▶ [INSTRUCTIONS TO FOLLOW]
Among the lines below, keep only those from the one containing "map.serialize_entry(k, v)?;" through the one containing "let capacity = cautious(access.size_hint());", and reproduce them exactly.

[Data items]
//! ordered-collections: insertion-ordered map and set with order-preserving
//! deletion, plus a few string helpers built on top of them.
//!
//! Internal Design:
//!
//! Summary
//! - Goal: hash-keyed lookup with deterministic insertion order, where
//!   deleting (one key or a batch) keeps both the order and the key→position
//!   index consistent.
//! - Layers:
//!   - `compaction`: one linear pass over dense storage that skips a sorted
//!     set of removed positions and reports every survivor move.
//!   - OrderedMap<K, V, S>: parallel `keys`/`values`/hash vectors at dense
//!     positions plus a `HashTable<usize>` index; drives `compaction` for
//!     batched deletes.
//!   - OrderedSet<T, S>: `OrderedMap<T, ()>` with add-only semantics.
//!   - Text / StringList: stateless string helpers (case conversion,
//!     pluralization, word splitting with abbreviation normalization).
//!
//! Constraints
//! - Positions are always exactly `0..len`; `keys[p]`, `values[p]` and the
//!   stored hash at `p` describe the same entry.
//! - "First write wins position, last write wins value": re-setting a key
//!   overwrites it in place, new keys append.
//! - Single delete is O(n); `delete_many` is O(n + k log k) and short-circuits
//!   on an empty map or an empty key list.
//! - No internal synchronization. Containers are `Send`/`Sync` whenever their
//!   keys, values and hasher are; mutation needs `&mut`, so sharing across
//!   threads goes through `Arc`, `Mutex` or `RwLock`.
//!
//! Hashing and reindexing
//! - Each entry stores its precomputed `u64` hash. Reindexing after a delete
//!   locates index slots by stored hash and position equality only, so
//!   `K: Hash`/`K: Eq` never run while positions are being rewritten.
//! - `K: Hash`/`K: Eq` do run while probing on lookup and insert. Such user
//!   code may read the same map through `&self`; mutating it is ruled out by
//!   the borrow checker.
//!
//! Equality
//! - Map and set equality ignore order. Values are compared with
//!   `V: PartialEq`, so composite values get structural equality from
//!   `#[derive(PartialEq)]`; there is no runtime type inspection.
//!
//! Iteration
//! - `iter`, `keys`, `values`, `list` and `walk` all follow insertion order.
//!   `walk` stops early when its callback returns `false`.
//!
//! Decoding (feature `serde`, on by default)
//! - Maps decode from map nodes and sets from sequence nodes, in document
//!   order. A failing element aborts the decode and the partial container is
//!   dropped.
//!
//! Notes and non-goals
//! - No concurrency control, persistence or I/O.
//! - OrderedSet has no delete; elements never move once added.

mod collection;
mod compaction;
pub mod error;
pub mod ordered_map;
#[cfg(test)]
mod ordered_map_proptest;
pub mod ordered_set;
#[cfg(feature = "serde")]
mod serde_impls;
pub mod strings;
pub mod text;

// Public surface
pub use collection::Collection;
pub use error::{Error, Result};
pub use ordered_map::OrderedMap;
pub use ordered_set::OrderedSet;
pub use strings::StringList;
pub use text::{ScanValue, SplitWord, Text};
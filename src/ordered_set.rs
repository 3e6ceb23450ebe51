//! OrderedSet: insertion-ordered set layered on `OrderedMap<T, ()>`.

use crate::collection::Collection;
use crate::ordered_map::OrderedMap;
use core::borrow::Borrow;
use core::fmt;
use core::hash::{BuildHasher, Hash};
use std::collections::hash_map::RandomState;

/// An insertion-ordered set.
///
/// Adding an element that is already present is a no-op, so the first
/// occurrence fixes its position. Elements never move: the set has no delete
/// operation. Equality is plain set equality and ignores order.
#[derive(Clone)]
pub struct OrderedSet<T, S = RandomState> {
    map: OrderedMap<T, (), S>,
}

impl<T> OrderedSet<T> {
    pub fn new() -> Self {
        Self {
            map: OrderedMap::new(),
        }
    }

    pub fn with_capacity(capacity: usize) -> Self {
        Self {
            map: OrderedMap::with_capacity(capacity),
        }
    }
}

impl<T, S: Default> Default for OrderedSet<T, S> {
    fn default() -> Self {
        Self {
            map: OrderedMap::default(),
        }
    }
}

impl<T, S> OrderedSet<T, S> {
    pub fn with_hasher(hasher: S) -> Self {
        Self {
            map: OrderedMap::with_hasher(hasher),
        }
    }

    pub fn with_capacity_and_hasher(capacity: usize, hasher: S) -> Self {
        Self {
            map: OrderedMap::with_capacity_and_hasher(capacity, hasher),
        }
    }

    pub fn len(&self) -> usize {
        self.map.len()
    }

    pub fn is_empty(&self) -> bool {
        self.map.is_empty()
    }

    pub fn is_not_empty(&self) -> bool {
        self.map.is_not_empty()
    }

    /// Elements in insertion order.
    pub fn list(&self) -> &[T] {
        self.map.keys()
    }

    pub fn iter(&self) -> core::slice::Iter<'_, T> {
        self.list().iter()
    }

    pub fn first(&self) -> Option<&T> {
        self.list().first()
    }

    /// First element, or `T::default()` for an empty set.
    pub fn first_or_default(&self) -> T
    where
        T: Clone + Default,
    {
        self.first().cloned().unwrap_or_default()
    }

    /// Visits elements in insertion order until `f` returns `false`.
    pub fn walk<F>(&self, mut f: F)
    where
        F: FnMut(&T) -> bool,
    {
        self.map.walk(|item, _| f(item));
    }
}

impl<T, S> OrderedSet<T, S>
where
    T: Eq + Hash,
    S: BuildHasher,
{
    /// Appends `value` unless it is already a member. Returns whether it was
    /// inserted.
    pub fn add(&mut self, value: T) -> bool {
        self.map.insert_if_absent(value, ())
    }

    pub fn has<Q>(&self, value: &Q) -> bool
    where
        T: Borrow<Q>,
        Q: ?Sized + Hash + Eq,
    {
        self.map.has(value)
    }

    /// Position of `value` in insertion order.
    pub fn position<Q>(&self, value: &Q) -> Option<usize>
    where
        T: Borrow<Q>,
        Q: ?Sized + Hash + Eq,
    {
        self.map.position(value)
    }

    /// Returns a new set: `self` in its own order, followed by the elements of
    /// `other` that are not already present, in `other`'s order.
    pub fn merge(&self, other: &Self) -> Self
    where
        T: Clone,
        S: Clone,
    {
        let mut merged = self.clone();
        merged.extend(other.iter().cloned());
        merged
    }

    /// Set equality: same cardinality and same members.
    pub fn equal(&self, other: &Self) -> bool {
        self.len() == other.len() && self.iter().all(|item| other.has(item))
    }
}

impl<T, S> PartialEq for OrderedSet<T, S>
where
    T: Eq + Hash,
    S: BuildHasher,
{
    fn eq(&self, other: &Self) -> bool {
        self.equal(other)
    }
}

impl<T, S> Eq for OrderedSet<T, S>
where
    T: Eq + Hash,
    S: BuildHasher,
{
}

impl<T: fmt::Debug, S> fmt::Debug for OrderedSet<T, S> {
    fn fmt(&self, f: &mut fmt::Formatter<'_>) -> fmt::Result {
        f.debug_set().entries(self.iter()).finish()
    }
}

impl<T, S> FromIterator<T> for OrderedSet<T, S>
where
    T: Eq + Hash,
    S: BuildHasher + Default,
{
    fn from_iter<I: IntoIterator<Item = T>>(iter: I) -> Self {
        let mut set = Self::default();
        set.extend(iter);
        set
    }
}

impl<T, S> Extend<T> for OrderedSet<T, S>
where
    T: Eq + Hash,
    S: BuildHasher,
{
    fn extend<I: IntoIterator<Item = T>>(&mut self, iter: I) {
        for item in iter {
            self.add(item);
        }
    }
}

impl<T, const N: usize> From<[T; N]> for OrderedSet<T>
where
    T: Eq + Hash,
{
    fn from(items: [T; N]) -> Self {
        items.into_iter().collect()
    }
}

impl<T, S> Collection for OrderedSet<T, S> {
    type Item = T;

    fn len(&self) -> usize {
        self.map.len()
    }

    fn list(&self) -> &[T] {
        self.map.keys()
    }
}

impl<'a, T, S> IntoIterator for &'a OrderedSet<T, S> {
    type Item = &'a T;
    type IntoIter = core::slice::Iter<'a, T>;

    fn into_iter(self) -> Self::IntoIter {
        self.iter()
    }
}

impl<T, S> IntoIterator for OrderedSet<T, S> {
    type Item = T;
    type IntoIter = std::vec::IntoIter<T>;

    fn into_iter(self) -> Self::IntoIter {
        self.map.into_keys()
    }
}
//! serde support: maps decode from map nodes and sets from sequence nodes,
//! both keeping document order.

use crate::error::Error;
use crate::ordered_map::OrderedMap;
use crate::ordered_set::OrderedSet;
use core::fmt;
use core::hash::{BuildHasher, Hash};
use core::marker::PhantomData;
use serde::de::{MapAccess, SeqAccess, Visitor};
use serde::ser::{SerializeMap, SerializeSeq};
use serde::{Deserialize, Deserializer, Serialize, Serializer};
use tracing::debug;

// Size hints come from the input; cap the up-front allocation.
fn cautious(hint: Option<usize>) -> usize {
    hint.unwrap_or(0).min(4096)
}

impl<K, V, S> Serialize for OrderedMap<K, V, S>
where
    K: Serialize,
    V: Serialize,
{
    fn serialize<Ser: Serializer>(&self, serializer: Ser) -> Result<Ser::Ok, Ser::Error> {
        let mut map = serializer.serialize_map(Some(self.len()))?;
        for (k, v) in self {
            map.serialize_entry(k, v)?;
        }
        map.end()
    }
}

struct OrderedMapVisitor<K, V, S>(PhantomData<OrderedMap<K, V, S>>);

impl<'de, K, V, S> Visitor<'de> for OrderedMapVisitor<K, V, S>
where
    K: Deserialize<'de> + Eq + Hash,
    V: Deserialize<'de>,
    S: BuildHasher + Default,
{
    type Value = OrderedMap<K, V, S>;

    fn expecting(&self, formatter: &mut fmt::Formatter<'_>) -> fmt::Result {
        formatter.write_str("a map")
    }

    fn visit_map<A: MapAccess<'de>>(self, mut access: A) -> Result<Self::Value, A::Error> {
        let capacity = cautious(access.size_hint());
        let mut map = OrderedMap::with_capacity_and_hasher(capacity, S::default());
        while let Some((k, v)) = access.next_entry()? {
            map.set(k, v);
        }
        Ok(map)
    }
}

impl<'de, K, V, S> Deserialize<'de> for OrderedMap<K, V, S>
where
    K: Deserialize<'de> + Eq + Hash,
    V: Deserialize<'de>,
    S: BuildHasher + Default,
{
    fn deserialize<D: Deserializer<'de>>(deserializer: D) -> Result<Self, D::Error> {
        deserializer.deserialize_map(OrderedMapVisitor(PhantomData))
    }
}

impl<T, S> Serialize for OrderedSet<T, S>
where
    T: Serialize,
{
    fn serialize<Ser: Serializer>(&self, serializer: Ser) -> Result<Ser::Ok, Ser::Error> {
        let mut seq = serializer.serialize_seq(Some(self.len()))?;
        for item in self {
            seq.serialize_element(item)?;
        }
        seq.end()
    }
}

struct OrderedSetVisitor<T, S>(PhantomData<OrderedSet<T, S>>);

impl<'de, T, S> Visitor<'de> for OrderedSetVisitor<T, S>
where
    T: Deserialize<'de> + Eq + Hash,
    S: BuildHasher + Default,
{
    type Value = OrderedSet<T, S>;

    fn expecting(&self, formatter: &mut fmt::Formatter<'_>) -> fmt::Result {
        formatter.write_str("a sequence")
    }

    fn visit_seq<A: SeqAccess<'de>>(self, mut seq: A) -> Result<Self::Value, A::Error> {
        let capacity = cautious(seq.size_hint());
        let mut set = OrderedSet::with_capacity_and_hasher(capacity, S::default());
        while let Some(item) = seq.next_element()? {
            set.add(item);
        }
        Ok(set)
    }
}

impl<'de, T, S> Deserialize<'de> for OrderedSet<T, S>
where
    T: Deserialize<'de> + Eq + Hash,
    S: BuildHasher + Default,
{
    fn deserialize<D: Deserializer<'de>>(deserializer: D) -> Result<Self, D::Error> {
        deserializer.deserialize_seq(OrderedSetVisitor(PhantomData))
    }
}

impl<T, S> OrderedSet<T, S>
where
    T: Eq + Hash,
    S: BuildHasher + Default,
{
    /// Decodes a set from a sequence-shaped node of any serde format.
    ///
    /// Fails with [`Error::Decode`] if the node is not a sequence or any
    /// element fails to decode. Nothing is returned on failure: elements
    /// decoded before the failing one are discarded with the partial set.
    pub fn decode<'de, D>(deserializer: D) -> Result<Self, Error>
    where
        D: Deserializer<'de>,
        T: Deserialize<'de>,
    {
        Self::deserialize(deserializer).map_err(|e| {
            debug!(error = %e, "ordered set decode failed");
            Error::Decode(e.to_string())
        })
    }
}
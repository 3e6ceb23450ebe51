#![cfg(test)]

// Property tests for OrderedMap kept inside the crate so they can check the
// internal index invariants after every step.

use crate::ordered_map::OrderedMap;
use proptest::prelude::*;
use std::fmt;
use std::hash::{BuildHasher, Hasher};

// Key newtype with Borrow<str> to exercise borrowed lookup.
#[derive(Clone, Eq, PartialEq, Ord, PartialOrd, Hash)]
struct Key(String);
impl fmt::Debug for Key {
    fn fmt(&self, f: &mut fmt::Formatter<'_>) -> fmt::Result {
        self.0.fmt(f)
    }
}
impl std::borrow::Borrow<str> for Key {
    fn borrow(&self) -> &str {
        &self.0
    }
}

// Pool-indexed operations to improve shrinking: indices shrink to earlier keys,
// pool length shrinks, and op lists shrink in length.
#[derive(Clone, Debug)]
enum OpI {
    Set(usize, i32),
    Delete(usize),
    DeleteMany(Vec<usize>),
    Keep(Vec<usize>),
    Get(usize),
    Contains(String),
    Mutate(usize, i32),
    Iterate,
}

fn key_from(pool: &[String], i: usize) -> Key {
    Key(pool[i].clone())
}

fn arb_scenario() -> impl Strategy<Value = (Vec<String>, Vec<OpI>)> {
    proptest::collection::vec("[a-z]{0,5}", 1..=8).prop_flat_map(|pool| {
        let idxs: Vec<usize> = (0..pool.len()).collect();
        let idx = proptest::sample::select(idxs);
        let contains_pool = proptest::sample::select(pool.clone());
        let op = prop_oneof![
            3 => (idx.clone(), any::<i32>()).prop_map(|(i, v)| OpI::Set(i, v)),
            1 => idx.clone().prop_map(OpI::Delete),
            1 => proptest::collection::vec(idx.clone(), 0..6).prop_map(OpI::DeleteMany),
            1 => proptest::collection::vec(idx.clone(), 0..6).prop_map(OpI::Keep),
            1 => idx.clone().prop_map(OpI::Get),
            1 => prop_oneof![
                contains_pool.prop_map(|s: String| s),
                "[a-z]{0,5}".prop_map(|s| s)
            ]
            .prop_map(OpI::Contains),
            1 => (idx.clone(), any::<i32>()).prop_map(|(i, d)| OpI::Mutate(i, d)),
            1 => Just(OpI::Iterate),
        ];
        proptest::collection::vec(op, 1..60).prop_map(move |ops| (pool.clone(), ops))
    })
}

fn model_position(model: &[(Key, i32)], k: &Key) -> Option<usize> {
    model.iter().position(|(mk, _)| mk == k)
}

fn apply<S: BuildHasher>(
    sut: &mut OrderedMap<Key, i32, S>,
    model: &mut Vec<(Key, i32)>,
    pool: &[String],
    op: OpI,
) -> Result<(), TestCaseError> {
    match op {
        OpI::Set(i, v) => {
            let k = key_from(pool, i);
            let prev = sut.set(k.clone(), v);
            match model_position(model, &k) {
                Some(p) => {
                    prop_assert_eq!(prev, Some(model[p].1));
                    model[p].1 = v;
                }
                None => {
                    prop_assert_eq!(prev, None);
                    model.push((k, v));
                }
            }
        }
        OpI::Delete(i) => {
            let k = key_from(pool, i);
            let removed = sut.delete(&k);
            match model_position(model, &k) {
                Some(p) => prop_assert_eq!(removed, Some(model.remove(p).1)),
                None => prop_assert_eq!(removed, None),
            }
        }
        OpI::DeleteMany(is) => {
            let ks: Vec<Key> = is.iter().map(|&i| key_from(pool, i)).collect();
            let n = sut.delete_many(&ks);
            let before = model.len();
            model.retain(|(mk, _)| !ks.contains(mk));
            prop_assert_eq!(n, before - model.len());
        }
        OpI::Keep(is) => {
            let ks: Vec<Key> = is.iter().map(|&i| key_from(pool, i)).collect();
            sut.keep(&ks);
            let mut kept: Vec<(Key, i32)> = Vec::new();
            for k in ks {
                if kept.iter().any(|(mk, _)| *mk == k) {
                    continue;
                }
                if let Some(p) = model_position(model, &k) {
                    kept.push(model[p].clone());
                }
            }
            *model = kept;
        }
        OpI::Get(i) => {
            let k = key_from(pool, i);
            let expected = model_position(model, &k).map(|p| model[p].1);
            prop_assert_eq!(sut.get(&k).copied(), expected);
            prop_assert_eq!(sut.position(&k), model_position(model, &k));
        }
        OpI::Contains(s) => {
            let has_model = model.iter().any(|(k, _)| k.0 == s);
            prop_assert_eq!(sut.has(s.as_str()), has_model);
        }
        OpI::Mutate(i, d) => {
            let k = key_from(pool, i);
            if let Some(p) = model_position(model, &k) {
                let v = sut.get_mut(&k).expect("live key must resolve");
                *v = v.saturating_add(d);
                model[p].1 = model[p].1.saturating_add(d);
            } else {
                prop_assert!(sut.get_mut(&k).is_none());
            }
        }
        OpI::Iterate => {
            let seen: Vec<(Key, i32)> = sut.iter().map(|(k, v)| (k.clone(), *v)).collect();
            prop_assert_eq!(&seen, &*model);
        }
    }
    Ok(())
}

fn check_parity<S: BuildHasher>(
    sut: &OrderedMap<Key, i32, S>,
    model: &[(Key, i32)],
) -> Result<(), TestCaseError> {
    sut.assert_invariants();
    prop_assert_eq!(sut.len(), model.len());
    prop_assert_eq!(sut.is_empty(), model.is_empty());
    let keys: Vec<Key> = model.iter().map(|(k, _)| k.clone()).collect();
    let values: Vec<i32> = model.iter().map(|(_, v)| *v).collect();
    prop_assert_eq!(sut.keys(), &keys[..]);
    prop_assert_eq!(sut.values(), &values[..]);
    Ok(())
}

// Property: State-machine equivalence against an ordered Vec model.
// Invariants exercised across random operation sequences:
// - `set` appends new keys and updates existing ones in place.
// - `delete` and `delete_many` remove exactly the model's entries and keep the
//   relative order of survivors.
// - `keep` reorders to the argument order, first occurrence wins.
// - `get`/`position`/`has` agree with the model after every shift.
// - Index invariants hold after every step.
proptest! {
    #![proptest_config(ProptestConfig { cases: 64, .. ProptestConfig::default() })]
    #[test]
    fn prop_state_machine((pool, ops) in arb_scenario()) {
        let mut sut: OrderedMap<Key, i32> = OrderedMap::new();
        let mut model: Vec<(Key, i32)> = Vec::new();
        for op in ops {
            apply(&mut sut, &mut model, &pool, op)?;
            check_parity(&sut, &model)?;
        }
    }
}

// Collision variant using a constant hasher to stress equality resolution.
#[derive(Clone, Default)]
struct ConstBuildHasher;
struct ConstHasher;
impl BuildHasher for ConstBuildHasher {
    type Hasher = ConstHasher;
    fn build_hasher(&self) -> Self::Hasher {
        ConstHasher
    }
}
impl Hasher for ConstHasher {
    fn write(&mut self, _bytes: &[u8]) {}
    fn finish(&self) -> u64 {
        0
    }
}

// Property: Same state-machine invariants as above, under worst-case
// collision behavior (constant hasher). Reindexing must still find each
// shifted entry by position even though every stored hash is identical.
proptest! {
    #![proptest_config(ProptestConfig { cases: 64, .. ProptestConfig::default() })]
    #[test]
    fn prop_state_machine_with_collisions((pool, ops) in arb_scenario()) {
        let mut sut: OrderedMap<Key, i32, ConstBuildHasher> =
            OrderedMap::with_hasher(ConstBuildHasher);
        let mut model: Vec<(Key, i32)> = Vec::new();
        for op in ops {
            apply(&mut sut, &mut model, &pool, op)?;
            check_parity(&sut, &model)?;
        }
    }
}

▶ [OUTPUT FOR THIS EXERCISE]
            map.serialize_entry(k, v)?;
        }
        map.end()
    }
}

struct OrderedMapVisitor<K, V, S>(PhantomData<OrderedMap<K, V, S>>);

impl<'de, K, V, S> Visitor<'de> for OrderedMapVisitor<K, V, S>
where
    K: Deserialize<'de> + Eq + Hash,
    V: Deserialize<'de>,
    S: BuildHasher + Default,
{
    type Value = OrderedMap<K, V, S>;

    fn expecting(&self, formatter: &mut fmt::Formatter<'_>) -> fmt::Result {
        formatter.write_str("a map")
    }

    fn visit_map<A: MapAccess<'de>>(self, mut access: A) -> Result<Self::Value, A::Error> {
        let capacity = cautious(access.size_hint());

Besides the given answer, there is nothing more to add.